The Stench of FTX Hovers Over the 118th Congress, Despite Best Efforts at Distancing

AP Photo/Rebecca Blackwell

According to a Sunday press release, FTX announced they have sent confidential messages to, “political figures, political action funds, and other recipients of contributions” that they have to return the funds received back to those who were scammed by FTX. These contributions must be returned by the end of the month: February 28, 2023.

Sadly, this affects more than one-third of our 118th Congress — in both chambers.

Coindesk did a deep dive into this.

More than one in three of the 535 senators and representatives in the U.S. Congress showed up to the new session with FTX baggage, having received campaign support from one of the senior executives of the fraud-ridden crypto giant.

CoinDesk has identified 196 members of the new Congress – many of whom were just sworn in last week – who took cash from Sam Bankman-Fried or other senior executives at FTX, a crypto exchange that filed for bankruptcy in Delaware in November after CoinDesk revealed unusually close ties between FTX and Alameda Research, an affiliated hedge fund. The names in Congress range from the heights of both chambers, including new Speaker of the House Kevin McCarthy (R-Calif.) and Senate Majority Leader Chuck Schumer (D-N.Y.), down to a list of recipients new to high-level politics.

One in three or 37 percent. It either shows the insidiousness of how fraudsters like Samuel Bankman-Fried infect the process or the lack of insight in our political sector on the money flowing in their direction. Maybe a bit of both. Unusual Whales has done a stellar job of organizing the contributions by elected official and by state here. Go see whether any of your representatives are involved.

To no one’s surprise, the majority of the FTX recipients were Democrat politicians and candidates, which is probably why you have not heard a peep from Democrat Leader Hakeem Jeffries, Majority Leader Chuck Schumer, or the rest of their ilk on this unfolding investigation. All of them are recipients of FTX’s largesse, but when it comes to Democrats’ sacred cow of racism, silence is violence. When it comes to their own partnership in taking laundered funds, silence appears to be golden.
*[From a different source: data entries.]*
//! In-memory vector store using cosine similarity.
//!
//! This module provides [`InMemoryVectorStore`], a vector store backed by a
//! `HashMap` protected by a `tokio::sync::RwLock`. It is suitable for
//! development, testing, and small corpora.

use std::collections::HashMap;

use async_trait::async_trait;
use tokio::sync::RwLock;

use crate::document::{Chunk, SearchResult};
use crate::error::{RagError, Result};
use crate::vectorstore::VectorStore;

const BACKEND: &str = "InMemory";

#[derive(Debug, Default)]
struct Collection {
    dimensions: usize,
    chunks: HashMap<String, Chunk>,
}

/// An in-memory vector store using cosine similarity for search.
///
/// Collections are stored as nested `HashMap`s: collection name → chunk ID → chunk.
/// Each collection remembers the dimensionality it was created with and
/// rejects embeddings of any other size. All operations are async-safe via
/// `tokio::sync::RwLock`.
///
/// # Example
///
/// ```rust,ignore
/// use docqa_rag::{InMemoryVectorStore, VectorStore};
///
/// let store = InMemoryVectorStore::new();
/// store.create_collection("docs", 384).await?;
/// ```
#[derive(Debug, Default)]
pub struct InMemoryVectorStore {
    collections: RwLock<HashMap<String, Collection>>,
}

impl InMemoryVectorStore {
    /// Create a new empty in-memory vector store.
    pub fn new() -> Self {
        Self::default()
    }
}

fn missing(collection: &str) -> RagError {
    RagError::VectorStoreError {
        backend: BACKEND.to_string(),
        message: format!("collection '{collection}' does not exist"),
    }
}

/// Compute cosine similarity between two vectors.
///
/// Returns 0.0 if either vector has zero magnitude.
fn cosine_similarity(a: &[f32], b: &[f32]) -> f32 {
    let dot: f32 = a.iter().zip(b.iter()).map(|(x, y)| x * y).sum();
    let norm_a: f32 = a.iter().map(|x| x * x).sum::<f32>().sqrt();
    let norm_b: f32 = b.iter().map(|x| x * x).sum::<f32>().sqrt();
    if norm_a == 0.0 || norm_b == 0.0 {
        return 0.0;
    }
    dot / (norm_a * norm_b)
}

#[async_trait]
impl VectorStore for InMemoryVectorStore {
    async fn create_collection(&self, name: &str, dimensions: usize) -> Result<()> {
        let mut collections = self.collections.write().await;
        let collection = collections
            .entry(name.to_string())
            .or_insert_with(|| Collection { dimensions, chunks: HashMap::new() });
        if collection.dimensions != dimensions {
            return Err(RagError::DimensionMismatch {
                expected: collection.dimensions,
                actual: dimensions,
            });
        }
        Ok(())
    }

    async fn delete_collection(&self, name: &str) -> Result<()> {
        let mut collections = self.collections.write().await;
        collections.remove(name);
        Ok(())
    }

    async fn upsert(&self, collection: &str, chunks: &[Chunk]) -> Result<usize> {
        let mut collections = self.collections.write().await;
        let store = collections.get_mut(collection).ok_or_else(|| missing(collection))?;
        if let Some(bad) = chunks.iter().find(|c| c.embedding.len() != store.dimensions) {
            return Err(RagError::DimensionMismatch {
                expected: store.dimensions,
                actual: bad.embedding.len(),
            });
        }
        for chunk in chunks {
            store.chunks.insert(chunk.id.clone(), chunk.clone());
        }
        Ok(chunks.len())
    }

    async fn delete(&self, collection: &str, ids: &[&str]) -> Result<()> {
        let mut collections = self.collections.write().await;
        let store = collections.get_mut(collection).ok_or_else(|| missing(collection))?;
        for id in ids {
            store.chunks.remove(*id);
        }
        Ok(())
    }

    async fn count(&self, collection: &str) -> Result<usize> {
        let collections = self.collections.read().await;
        Ok(collections.get(collection).map_or(0, |store| store.chunks.len()))
    }

    async fn search(
        &self,
        collection: &str,
        embedding: &[f32],
        top_k: usize,
    ) -> Result<Vec<SearchResult>> {
        let collections = self.collections.read().await;
        let store = collections.get(collection).ok_or_else(|| missing(collection))?;
        if embedding.len() != store.dimensions {
            return Err(RagError::DimensionMismatch {
                expected: store.dimensions,
                actual: embedding.len(),
            });
        }

        let mut scored: Vec<SearchResult> = store
            .chunks
            .values()
            .map(|chunk| {
                let score = cosine_similarity(&chunk.embedding, embedding);
                SearchResult { chunk: chunk.clone(), score }
            })
            .collect();

        scored.sort_by(|a, b| b.score.partial_cmp(&a.score).unwrap_or(std::cmp::Ordering::Equal));
        scored.truncate(top_k);
        Ok(scored)
    }
}
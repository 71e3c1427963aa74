//! Question-answering sessions over one collection.

use std::sync::Arc;

use tracing::{debug, info};

use crate::document::{Answer, IngestReport};
use crate::error::Result;
use crate::loader::SourceLocation;
use crate::pipeline::RagPipeline;

/// One answered question.
#[derive(Debug, Clone)]
pub struct Exchange {
    /// The question as asked.
    pub question: String,
    /// The answer and its supporting chunks.
    pub answer: Answer,
}

/// A conversation against one collection.
///
/// The session owns the context a host needs between questions: the
/// pipeline, the collection name, the number of chunks to retrieve, and the
/// history of answered questions. The history is for display only and is
/// never added to the prompt, so every question is answered independently.
///
/// # Example
///
/// ```rust,ignore
/// let mut session = Session::open(pipeline, "rag_collection").await?;
/// let answer = session.ask("What is an embedding?").await?;
/// println!("{}", answer.text);
/// let history = session.close();
/// ```
pub struct Session {
    pipeline: Arc<RagPipeline>,
    collection: String,
    top_k: usize,
    history: Vec<Exchange>,
}

impl Session {
    /// Open a session, creating the collection if it does not exist.
    pub async fn open(pipeline: Arc<RagPipeline>, collection: impl Into<String>) -> Result<Self> {
        let collection = collection.into();
        pipeline.create_collection(&collection).await?;
        let top_k = pipeline.config().top_k;
        info!(collection = %collection, "session opened");
        Ok(Self { pipeline, collection, top_k, history: Vec::new() })
    }

    /// Retrieve `k` chunks per question instead of the configured `top_k`.
    pub fn with_top_k(mut self, k: usize) -> Self {
        self.top_k = k;
        self
    }

    /// The collection this session queries.
    pub fn collection(&self) -> &str {
        &self.collection
    }

    /// The pipeline this session runs on.
    pub fn pipeline(&self) -> &Arc<RagPipeline> {
        &self.pipeline
    }

    /// Ingest sources into the session's collection.
    pub async fn ingest(&self, sources: &[SourceLocation]) -> Result<IngestReport> {
        self.pipeline.ingest_sources(&self.collection, sources).await
    }

    /// Answer a question and record the exchange. Failed questions are not
    /// recorded.
    pub async fn ask(&mut self, question: &str) -> Result<&Answer> {
        let answer = self.pipeline.ask(&self.collection, question, self.top_k).await?;
        self.history.push(Exchange { question: question.to_string(), answer });
        debug!(collection = %self.collection, exchanges = self.history.len(), "recorded exchange");
        let last = self.history.len() - 1;
        Ok(&self.history[last].answer)
    }

    /// Answered questions, oldest first.
    pub fn history(&self) -> &[Exchange] {
        &self.history
    }

    /// Forget all answered questions.
    pub fn clear_history(&mut self) {
        self.history.clear();
        debug!(collection = %self.collection, "cleared history");
    }

    /// End the session, returning its history.
    pub fn close(self) -> Vec<Exchange> {
        info!(collection = %self.collection, exchanges = self.history.len(), "session closed");
        self.history
    }
}
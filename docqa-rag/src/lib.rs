//! # docqa-rag
//!
//! Retrieval-augmented question answering over document collections.
//!
//! ## Overview
//!
//! Ingestion loads files, directories, and web pages into [`Document`]s,
//! splits them into overlapping [`Chunk`]s, embeds them with an
//! [`EmbeddingProvider`], and upserts them into a [`VectorStore`].
//! Answering retrieves the chunks most similar to a question and asks a
//! [`ChatModel`] to answer from those chunks only.
//!
//! - [`RagPipeline`] sequences both workflows
//! - [`Session`] keeps the collection and history of one conversation
//! - [`RecursiveChunker`] and [`FixedSizeChunker`] split on characters
//! - [`InMemoryVectorStore`] is always available; other backends are features
//!
//! ## Features
//!
//! | feature | adds |
//! |---------|------|
//! | `openai` | [`openai::OpenAIEmbeddingProvider`], [`chat::ChatCompletionsModel`] |
//! | `ollama` | [`ollama::OllamaEmbeddingProvider`] |
//! | `astra` | [`astra::AstraVectorStore`] (Astra DB Data API) |
//! | `qdrant` | [`qdrant::QdrantVectorStore`] |
//! | `pdf` | PDF loading, one document per page |
//! | `web` | [`web::WebLoader`] for HTTP(S) sources |
//!
//! ## Quick Start
//!
//! ```rust,ignore
//! use std::sync::Arc;
//! use docqa_rag::{InMemoryVectorStore, RagConfig, RagPipeline, Session, SourceLocation};
//!
//! let pipeline = Arc::new(
//!     RagPipeline::builder()
//!         .config(RagConfig::default())
//!         .embedding_provider(Arc::new(embedder))
//!         .vector_store(Arc::new(InMemoryVectorStore::new()))
//!         .chat_model(Arc::new(model))
//!         .build()?,
//! );
//!
//! let mut session = Session::open(pipeline, "docs").await?;
//! session.ingest(&[SourceLocation::text_dir("data")]).await?;
//! let answer = session.ask("What is the capital of France?").await?;
//! ```

pub mod chunking;
pub mod config;
pub mod document;
pub mod embedding;
pub mod error;
pub mod generator;
pub mod inmemory;
pub mod llm;
pub mod loader;
pub mod pipeline;
pub mod retriever;
pub mod retry;
pub mod session;
pub mod vectorstore;

#[cfg(any(feature = "openai", feature = "ollama", feature = "astra", feature = "web"))]
mod http;

#[cfg(feature = "astra")]
pub mod astra;
#[cfg(feature = "openai")]
pub mod chat;
#[cfg(feature = "ollama")]
pub mod ollama;
#[cfg(feature = "openai")]
pub mod openai;
#[cfg(feature = "qdrant")]
pub mod qdrant;
#[cfg(feature = "web")]
pub mod web;

pub use chunking::{Chunker, FixedSizeChunker, RecursiveChunker, merge_page_continuations};
pub use config::{RagConfig, RagConfigBuilder};
pub use document::{Answer, Chunk, Document, IngestReport, SearchResult, SourceFailure};
pub use embedding::EmbeddingProvider;
pub use error::{RagError, Result};
pub use generator::AnswerGenerator;
pub use inmemory::InMemoryVectorStore;
pub use llm::ChatModel;
pub use loader::{DocumentLoader, FileKind, SourceLoader, SourceLocation};
pub use pipeline::{RagPipeline, RagPipelineBuilder};
pub use retriever::Retriever;
pub use retry::RetryPolicy;
pub use session::{Exchange, Session};
pub use vectorstore::VectorStore;

#[cfg(feature = "astra")]
pub use astra::AstraVectorStore;
#[cfg(feature = "openai")]
pub use chat::ChatCompletionsModel;
#[cfg(feature = "ollama")]
pub use ollama::OllamaEmbeddingProvider;
#[cfg(feature = "openai")]
pub use openai::OpenAIEmbeddingProvider;
#[cfg(feature = "qdrant")]
pub use qdrant::QdrantVectorStore;
#[cfg(feature = "web")]
pub use web::WebLoader;
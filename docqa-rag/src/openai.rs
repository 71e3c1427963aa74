//! OpenAI embedding provider using the OpenAI embeddings API.
//!
//! Works with any OpenAI-compatible `/embeddings` endpoint through
//! [`OpenAIEmbeddingProvider::with_base_url`].
//!
//! This module is only available when the `openai` feature is enabled.

use std::time::Duration;

use async_trait::async_trait;
use serde::{Deserialize, Serialize};
use tracing::{debug, error};

use crate::embedding::EmbeddingProvider;
use crate::error::{RagError, Result};
use crate::http;
use crate::retry::RetryPolicy;

/// The default OpenAI API base URL.
pub const OPENAI_API_BASE: &str = "https://api.openai.com/v1";

/// The default model for OpenAI embeddings.
const DEFAULT_MODEL: &str = "text-embedding-3-small";

/// The default dimensionality for `text-embedding-3-small`.
const DEFAULT_DIMENSIONS: usize = 1536;

const PROVIDER: &str = "OpenAI";

/// An [`EmbeddingProvider`] backed by the OpenAI embeddings API.
///
/// Uses `reqwest` to call the `/embeddings` endpoint directly.
///
/// # Configuration
///
/// - `model`: defaults to `text-embedding-3-small`.
/// - `dimensions`: optional Matryoshka dimension override.
/// - `api_key`: from the constructor or the `OPENAI_API_KEY` environment variable.
/// - `base_url`: defaults to [`OPENAI_API_BASE`].
///
/// # Example
///
/// ```rust,ignore
/// use docqa_rag::openai::OpenAIEmbeddingProvider;
///
/// let provider = OpenAIEmbeddingProvider::new("sk-...")?;
/// let embedding = provider.embed("hello world").await?;
/// ```
pub struct OpenAIEmbeddingProvider {
    client: reqwest::Client,
    api_key: String,
    base_url: String,
    model: String,
    dimensions: usize,
    /// If set, passed to the API for Matryoshka dimension truncation.
    request_dimensions: Option<usize>,
    retry: RetryPolicy,
}

impl OpenAIEmbeddingProvider {
    /// Create a new provider with the given API key.
    ///
    /// Uses the default model (`text-embedding-3-small`) and dimensions (1536).
    pub fn new(api_key: impl Into<String>) -> Result<Self> {
        let api_key = api_key.into();
        if api_key.is_empty() {
            return Err(RagError::EmbeddingError {
                provider: PROVIDER.into(),
                message: "API key must not be empty".into(),
            });
        }

        Ok(Self {
            client: build_client(http::DEFAULT_TIMEOUT)?,
            api_key,
            base_url: OPENAI_API_BASE.into(),
            model: DEFAULT_MODEL.into(),
            dimensions: DEFAULT_DIMENSIONS,
            request_dimensions: None,
            retry: RetryPolicy::default(),
        })
    }

    /// Create a new provider using the `OPENAI_API_KEY` environment variable.
    pub fn from_env() -> Result<Self> {
        let api_key = std::env::var("OPENAI_API_KEY").map_err(|_| RagError::EmbeddingError {
            provider: PROVIDER.into(),
            message: "OPENAI_API_KEY environment variable not set".into(),
        })?;
        Self::new(api_key)
    }

    /// Set the model name (e.g. `text-embedding-3-large`).
    pub fn with_model(mut self, model: impl Into<String>) -> Self {
        self.model = model.into();
        self
    }

    /// Set the API base URL for OpenAI-compatible services.
    pub fn with_base_url(mut self, base_url: impl Into<String>) -> Self {
        self.base_url = base_url.into().trim_end_matches('/').to_string();
        self
    }

    /// Set the output dimensions (Matryoshka support).
    ///
    /// When set, the API returns embeddings truncated to this size.
    /// This also updates the value returned by [`dimensions()`](EmbeddingProvider::dimensions).
    pub fn with_dimensions(mut self, dims: usize) -> Self {
        self.dimensions = dims;
        self.request_dimensions = Some(dims);
        self
    }

    /// Set the per-request timeout.
    pub fn with_timeout(mut self, timeout: Duration) -> Result<Self> {
        self.client = build_client(timeout)?;
        Ok(self)
    }

    /// Set the retry policy for transient failures.
    pub fn with_retry_policy(mut self, retry: RetryPolicy) -> Self {
        self.retry = retry;
        self
    }
}

fn build_client(timeout: Duration) -> Result<reqwest::Client> {
    http::client(timeout).map_err(|e| RagError::EmbeddingError {
        provider: PROVIDER.into(),
        message: format!("failed to build HTTP client: {e}"),
    })
}

// ── OpenAI API request/response types ──────────────────────────────

#[derive(Serialize)]
struct EmbeddingRequest<'a> {
    model: &'a str,
    input: &'a [&'a str],
    #[serde(skip_serializing_if = "Option::is_none")]
    dimensions: Option<usize>,
}

#[derive(Deserialize)]
struct EmbeddingResponse {
    data: Vec<EmbeddingData>,
}

#[derive(Deserialize)]
struct EmbeddingData {
    index: usize,
    embedding: Vec<f32>,
}

// ── EmbeddingProvider implementation ───────────────────────────────

#[async_trait]
impl EmbeddingProvider for OpenAIEmbeddingProvider {
    async fn embed(&self, text: &str) -> Result<Vec<f32>> {
        debug!(provider = PROVIDER, text_len = text.len(), "embedding single text");

        let results = self.embed_batch(&[text]).await?;
        results.into_iter().next().ok_or_else(|| RagError::EmbeddingError {
            provider: PROVIDER.into(),
            message: "API returned empty response".into(),
        })
    }

    async fn embed_batch(&self, texts: &[&str]) -> Result<Vec<Vec<f32>>> {
        if texts.is_empty() {
            return Ok(Vec::new());
        }

        debug!(
            provider = PROVIDER,
            batch_size = texts.len(),
            model = %self.model,
            "embedding batch"
        );

        let url = format!("{}/embeddings", self.base_url);
        let request_body = EmbeddingRequest {
            model: &self.model,
            input: texts,
            dimensions: self.request_dimensions,
        };

        let response: EmbeddingResponse = http::send_json(&self.retry, "openai.embeddings", || {
            self.client.post(&url).bearer_auth(&self.api_key).json(&request_body)
        })
        .await
        .map_err(|e| {
            error!(provider = PROVIDER, error = %e, "embedding request failed");
            RagError::EmbeddingError { provider: PROVIDER.into(), message: e.message }
        })?;

        if response.data.len() != texts.len() {
            return Err(RagError::EmbeddingError {
                provider: PROVIDER.into(),
                message: format!(
                    "API returned {} embeddings for {} inputs",
                    response.data.len(),
                    texts.len()
                ),
            });
        }

        let mut data = response.data;
        data.sort_by_key(|d| d.index);
        Ok(data.into_iter().map(|d| d.embedding).collect())
    }

    fn dimensions(&self) -> usize {
        self.dimensions
    }
}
Of course, Republicans are also complicit, having received millions from FTX and their executives. Ryan Salame, who was the co-CEO of FTX Digital Markets, appears to be the primary contributor to Republican candidates and causes. Internet images show Salame cozying up with Donald Trump, Jr., Kimberly Guilfoyle, and New York congressional candidate Michelle Bond, who is alleged to be Salame’s girlfriend.

Salame is also the whistleblower who tipped off officials about the illegal transfers two days before the November 11 FTX bankruptcy filing and collapse. According to his LinkedIn profile, the 29-year-old Salame had been with Alameda Research since 2019, and became co-CEO of FTX Digital in 2021. The FEC site shows Salame donated to 324 Republican campaigns and PACs in amounts of $250 upwards to half a million. Newly-minted Alabama Senator Katie Britt was one of those recipients. The information from Unusual Whales indicates that Britt has donated the money to charity, which is the politically-correct move on dealing with ill-gotten gain.

After the lawmakers received the money, it became clear – according to the work of journalists, the criminal charges and admissions of guilt from FTX insiders – that the funds sprang from this colossal financial swindle. CoinDesk reached out to all 196 lawmakers to ask what they would do with the money.

Most of the politicians who responded said they handed it over to charities to remove the taint of contributions from executives such as former FTX CEO Bankman-Fried, whose federal fraud charges also include an accusation that he violated campaign-finance laws. Others have revealed they had conversations with the U.S. Department of Justice about setting aside the money until it can be dropped into a fund to compensate FTX victims.

It seems to be a knee-jerk response to say, “Well, we gave it to charity,” rather than focus on why the need for excessive amounts of campaign cash coupled with greed and easy money causes campaigns to not closely scrutinize where said money is being generated and why. Despite politicians’ best efforts to distance themselves from the FTX malfeasance by giving away the money, it still will not absolve them from liability.

If, during FTX’s bankruptcy process, the money its executives gave to campaigns (as well as other causes) is deemed “fraudulent conveyances,” the recipients have to give it back to FTX’s estate.

Anthony Sabino, a bankruptcy expert and professor of law at St. John’s University, told CoinDesk that the courts will work out whether this cash is tied to fraud, though clawing it back to FTX creditors could take years. Victims of Bernie Madoff are still receiving payments 14 years after his arrest.

According to Sabino, the game of hot potato that campaigns play by giving donations to charity is a “political move” that doesn’t magically absolve them from their responsibility to pay back the money.

“The law does not care if you gave it to Mother Teresa,” Sabino said.

And if the money has already been spent? Sabino says, “tough luck.”

“If you no longer have the money, too bad,” he said. “You are still liable. You might go bankrupt yourself.”

As the FTX mess continues to unravel, we will see whether Rep. Patrick McHenry of the Financial Services Committee mounts an investigation into members of Congress caught up in it.